Sport ist das Beste, was wir momentan gegen Demenz tun können. Kolassa glaubt an den großen Einfluss körperlicher Aktivität. Im WIN-Projekt hat sie auch wie viele andere Alzeimer-Forscher die Erfahrung gemacht, dass sich Grundlagenforschung (im konkreten Fall der beta-Amyloid-Autoantikörper als Biomarker für Alzheimer) oft in Erkenntnisgewinn erschöpft.

Stressforschung soll ausgeweitet werden

In weiteren Projekte erforscht Kolassa den Einfluss von traumatischem Stress auf Prozesse der Zellalterung wie DNA-Reparatur (zusammen mit Alexander Bürkle, Molekulare Toxikologie, Konstanz) und Telomerlänge (zusammen mit Lenhard Rudolph, Institut für Molekulare Medizin und Max-Planck-Forschungsgruppe für Stammzellalterung, Universität Ulm).

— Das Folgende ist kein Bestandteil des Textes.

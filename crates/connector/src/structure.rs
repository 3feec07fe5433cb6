//! Remote object structure as reported by `structure=1`.

use indexmap::IndexMap;
use serde::{Deserialize, Serialize};
use serde_json::Value;

/// Field name to type descriptor map of a remote object.
#[derive(Debug, Clone, Default, PartialEq, Serialize, Deserialize)]
pub struct Structure {
    fields: IndexMap<String, String>,
}

impl Structure {
    pub fn new<I, K, V>(fields: I) -> Self
    where
        I: IntoIterator<Item = (K, V)>,
        K: Into<String>,
        V: Into<String>,
    {
        Self {
            fields: fields
                .into_iter()
                .map(|(k, v)| (k.into(), v.into()))
                .collect(),
        }
    }

    /// Build from the `data` member of a structure response.
    ///
    /// Type descriptors are either plain strings or objects with a `type`
    /// member; anything else is kept as its JSON text.
    pub fn from_value(data: &Value) -> Option<Self> {
        let map = data.as_object()?;
        let fields = map
            .iter()
            .map(|(name, descriptor)| {
                let type_name = match descriptor {
                    Value::String(s) => s.clone(),
                    Value::Object(o) => o
                        .get("type")
                        .and_then(Value::as_str)
                        .map(str::to_string)
                        .unwrap_or_else(|| descriptor.to_string()),
                    other => other.to_string(),
                };
                (name.clone(), type_name)
            })
            .collect();
        Some(Self { fields })
    }

    pub fn is_empty(&self) -> bool {
        self.fields.is_empty()
    }

    pub fn has_field(&self, name: &str) -> bool {
        self.fields.contains_key(name)
    }

    pub fn field_type(&self, name: &str) -> Option<&str> {
        self.fields.get(name).map(String::as_str)
    }

    /// Whether the field holds a time value (its type mentions "timestamp").
    pub fn is_timestamp(&self, name: &str) -> bool {
        self.field_type(name)
            .map(|t| t.to_ascii_lowercase().contains("timestamp"))
            .unwrap_or(false)
    }

    pub fn field_names(&self) -> impl Iterator<Item = &str> {
        self.fields.keys().map(String::as_str)
    }
}

#[cfg(test)]
mod tests {
    use super::*;
    use serde_json::json;

    #[test]
    fn test_from_value() {
        let data = json!({
            "id": "int",
            "created": "unix_timestamp",
            "modified": { "type": "TIMESTAMP", "nullable": true },
        });
        let structure = Structure::from_value(&data).unwrap();
        assert!(structure.has_field("id"));
        assert!(!structure.is_timestamp("id"));
        assert!(structure.is_timestamp("created"));
        assert!(structure.is_timestamp("modified"));
        assert!(!structure.is_timestamp("unknown"));
        assert!(Structure::from_value(&json!([1])).is_none());
    }
}
//! CSV file to connector and back.

use serde_json::json;
use sync_core::{Alias, Field, Model, RecordReader, Row, Transform};
use tabsync_connector::MemoryConnector;
use tabsync_csv::{CsvOptions, CsvReader, CsvTransactionLog, CsvWriter};
use tabsync_engine::{
    DeleteMissing, ExportConfig, ExportEngine, ImportConfig, ImportEngine, Reconciliation,
};
use tempfile::TempDir;

fn model() -> Model {
    Model::new(vec![
        Field::primary_key("email")
            .with_transform(Transform::Trim)
            .with_transform(Transform::Lowercase),
        Field::new("full_name").with_alias(Alias::formatted("%first% %last%")),
        Field::new("age").with_transform(Transform::ToInteger),
    ])
    .unwrap()
}

#[tokio::test]
async fn test_csv_import_logs_and_exports_back() {
    let temp = TempDir::new().unwrap();
    let input = temp.path().join("people.csv");
    std::fs::write(
        &input,
        "email,first,last,age\n\
         Ann@Example.com,Ann,Lee,34\n\
         bob@example.com,Bob,Ray,x\n\
         ann@example.com,Ann,Again,35\n\
         eve@example.com,Eve,Moe,29\n",
    )
    .unwrap();

    let mut reader = CsvReader::open(&input, &CsvOptions::default()).unwrap();
    let logs = temp.path().join("logs");
    let header = reader.headers().map(<[String]>::to_vec);
    let mut log = CsvTransactionLog::new(&input, Some(&logs), header, b',').unwrap();
    let connector = MemoryConnector::new("people").fail_on("eve@example.com", "quota exceeded");
    let mut engine = ImportEngine::new(connector, model(), ImportConfig::default()).unwrap();

    let report = engine.run(&mut reader, &mut log).await.unwrap();

    assert_eq!(report.success, 2);
    assert_eq!(report.failed, 2);
    assert_eq!(engine.connector().calls().insert_batches, vec![3]);

    let stored = engine.connector().records();
    assert_eq!(stored[0]["email"], json!("ann@example.com"));
    assert_eq!(stored[0]["full_name"], json!("Ann Lee"));
    assert_eq!(stored[0]["age"], json!(34));
    assert_eq!(stored[1]["age"], json!(null));

    let success = std::fs::read_to_string(log.success_path()).unwrap();
    assert_eq!(
        success,
        "email,first,last,age\nAnn@Example.com,Ann,Lee,34\nbob@example.com,Bob,Ray,x\n"
    );
    let failure = std::fs::read_to_string(log.failure_path()).unwrap();
    let lines: Vec<&str> = failure.lines().collect();
    assert_eq!(lines[0], "email,first,last,age,error");
    assert_eq!(lines[1], "ann@example.com,Ann,Again,35,duplicate primary key");
    assert!(lines[2].starts_with("eve@example.com,Eve,Moe,29,"));
    assert!(lines[2].contains("quota exceeded"));

    // Export what the connector now holds
    let output = temp.path().join("out").join("people_export.csv");
    let records = engine.into_connector().records().to_vec();
    let connector = MemoryConnector::new("people").with_records(records);
    let export_model = Model::new(vec![Field::new("email"), Field::new("full_name")]).unwrap();
    let mut exporter = ExportEngine::new(connector, export_model, ExportConfig::default());
    let mut writer = CsvWriter::create(&output, b';').unwrap();

    let export = exporter.run(&mut writer).await.unwrap();
    drop(writer);

    assert_eq!(export.written, 2);
    assert_eq!(
        std::fs::read_to_string(&output).unwrap(),
        "email;full_name\nann@example.com;Ann Lee\nbob@example.com;Bob Ray\n"
    );
}

#[tokio::test]
async fn test_header_less_sync_names_failed_delete_by_key() {
    let temp = TempDir::new().unwrap();
    let input = temp.path().join("people.csv");
    std::fs::write(&input, "alice,25\n").unwrap();

    let options = CsvOptions {
        has_headers: false,
        ..CsvOptions::default()
    };
    let mut reader = CsvReader::open(&input, &options).unwrap();
    let mut log = CsvTransactionLog::new(&input, None, None, b',').unwrap();

    let remote: Vec<Row> = ["alice", "bob"]
        .iter()
        .map(|name| {
            [
                ("name".to_string(), json!(name)),
                ("source".to_string(), json!("sdk")),
            ]
            .into_iter()
            .collect::<Row>()
        })
        .collect();
    let connector = MemoryConnector::new("people")
        .with_records(remote)
        .fail_on("bob", "locked");
    let model = Model::new(vec![
        Field::primary_key("name").with_alias(Alias::simple("column_0")),
        Field::new("age").with_alias(Alias::simple("column_1")),
    ])
    .unwrap();
    let config = ImportConfig {
        reconciliation: Reconciliation::DeleteMissing(DeleteMissing::default()),
        validate_structure: false,
        ..ImportConfig::default()
    };
    let mut engine = ImportEngine::new(connector, model, config).unwrap();

    let report = engine.run(&mut reader, &mut log).await.unwrap();

    assert_eq!(report.success, 1);
    assert_eq!(report.deleted, 0);
    assert_eq!(report.failed, 1);
    let failure = std::fs::read_to_string(log.failure_path()).unwrap();
    assert_eq!(
        failure,
        "column_0,column_1,error\n,,delete failed for 'bob': locked\n"
    );
}
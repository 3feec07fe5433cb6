//! RemoteConnector trait definition.

use crate::{ActivitySummary, ConnectorError, Filter, Page, QueryOptions, Structure};
use sync_core::Row;

/// Trait for a paginated, authenticated remote object.
///
/// Methods take `&mut self` because a connector owns the session state of a
/// single run: the page cursor, the `has_more` flag and the memoized
/// structure. Engines are generic over this trait:
///
/// ```ignore
/// pub async fn run<C: RemoteConnector>(connector: &mut C) -> Result<(), ConnectorError> {
///     loop {
///         let page = connector.get_records(&[]).await?;
///         // ...
///         if !page.has_more {
///             break;
///         }
///     }
///     Ok(())
/// }
/// ```
#[async_trait::async_trait]
pub trait RemoteConnector: Send {
    /// Name of the remote object (table, endpoint) this connector addresses.
    fn object(&self) -> &str;

    fn options(&self) -> &QueryOptions;

    /// Replace the query options. This is the only way the page cursor moves
    /// backwards.
    fn set_options(&mut self, options: QueryOptions);

    fn set_page(&mut self, page: u32) {
        let mut options = self.options().clone();
        options.page = page;
        self.set_options(options);
    }

    /// Whether the last fetched page was followed by another one.
    fn has_more(&self) -> bool;

    /// Whether batched insert/delete calls should be used.
    fn supports_batch(&self) -> bool;

    fn primary_key(&self) -> Option<&str>;

    fn set_primary_key(&mut self, field: Option<String>);

    /// Fetch the current page, applying the stored options plus `extra`
    /// filters, then advance the cursor.
    async fn get_records(&mut self, extra: &[Filter]) -> Result<Page, ConnectorError>;

    /// Field name to type map of the remote object, fetched once per session.
    async fn get_structure(&mut self) -> Result<Structure, ConnectorError>;

    /// Insert or update by natural key.
    async fn insert_record(&mut self, row: &Row) -> Result<(), ConnectorError>;

    /// Batched insert. One result per input row, in input order.
    async fn insert_records(&mut self, rows: &[Row]) -> Vec<Result<(), ConnectorError>>;

    async fn update_record(&mut self, row: &Row) -> Result<(), ConnectorError>;

    async fn delete_record(&mut self, row: &Row) -> Result<(), ConnectorError>;

    /// Batched delete. One result per input row, in input order.
    async fn delete_records(&mut self, rows: &[Row]) -> Vec<Result<(), ConnectorError>>;

    /// Send a run summary. Callers treat failure as non-fatal.
    async fn insert_activity_record(
        &mut self,
        summary: &ActivitySummary,
    ) -> Result<(), ConnectorError>;
}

Daneben bestehen Kooperationen, innerhalb derer transgenerationale Effekte von traumatischem Stress auf der Verhaltens- und biologischen Ebene (Epigenetik) untersucht werden.

Gerade erst ist es Kolassa gelungen, ein biologisches Labor für ihre Forschung zu etablieren. Und schon denkt sie an ein molekularpsychologisches Labor – eine Vision, das sagt sie selbst. Dass ihr Unterfangen, die Biowissenschaften neu mit der Psychologie zu vernetzen, international wahrgenommen wird, freut und bestätigt die 33-jährige, die im Mai genau dafür einen Preis einer US-Fachgesellschaft in Empfang nimmt.

Ihre Stressforschung will sie ausweiten, auf die komplexere Traumatisierung wie die Borderline-Störung. Auch Arbeiten zur Transgenerationalität will Kolassa vorantreiben und wissen, was eine traumatisierte Mutter an ihr Kind auf biologischer Ebene weitergibt, und ob eventuell diesen transgenerationalen Erkrankungen vorgebeugt werden kann. Eine ihrer ersten und nach eigenem Bekunden besten Arbeiten entsprang einer Kooperation mit dem Schweizer Forscher de Quervain. Dort gelang der Nachweis, dass eine bestimmte genetische Variation zu einem besseren emotionalen Gedächtnis – im Guten wie im Schlechten – führt. Diese Arbeiten zur Genetik der PTSD will sie in einer Folgestudie fortführen und dann untersuchen, ob ein Therapieerfolg von der genetischen Konstellation abhängt.

Momentan fehlt ihren vielen Ideen etwas das Geld, fehlen die Drittmittel. Jetzt müsse sie erfolgreich Anträge schreiben, schmunzelt Kolassa und demonstriert Beharrlichkeit und hohe Frustrationstoleranz: „Ich will alle Themen beackern und werde das irgendwie hinkriegen."

Literatur:
Sommershof, A., et al. (2009), Substantial reduction of naïve and regulatory T cells following traumatic stress, Brain, Behavior, and Immunity, 23, 1117-1124.

Kolassa, I.-T., et al. (2010). Association study of trauma load and SLC6A4 promoter polymorphism in PTSD: evidence from survivors of the Rwandan genocide, Journal of Clinical Psychiatry. 71(5):543-547.

Kolassa, I.-T., et al. (2010), The risk of Posttraumatic Stress Disorder after trauma depends on trauma load and the COMT Val158Met polymorphism,  Biological Psychiatry, 67(4), 304-308.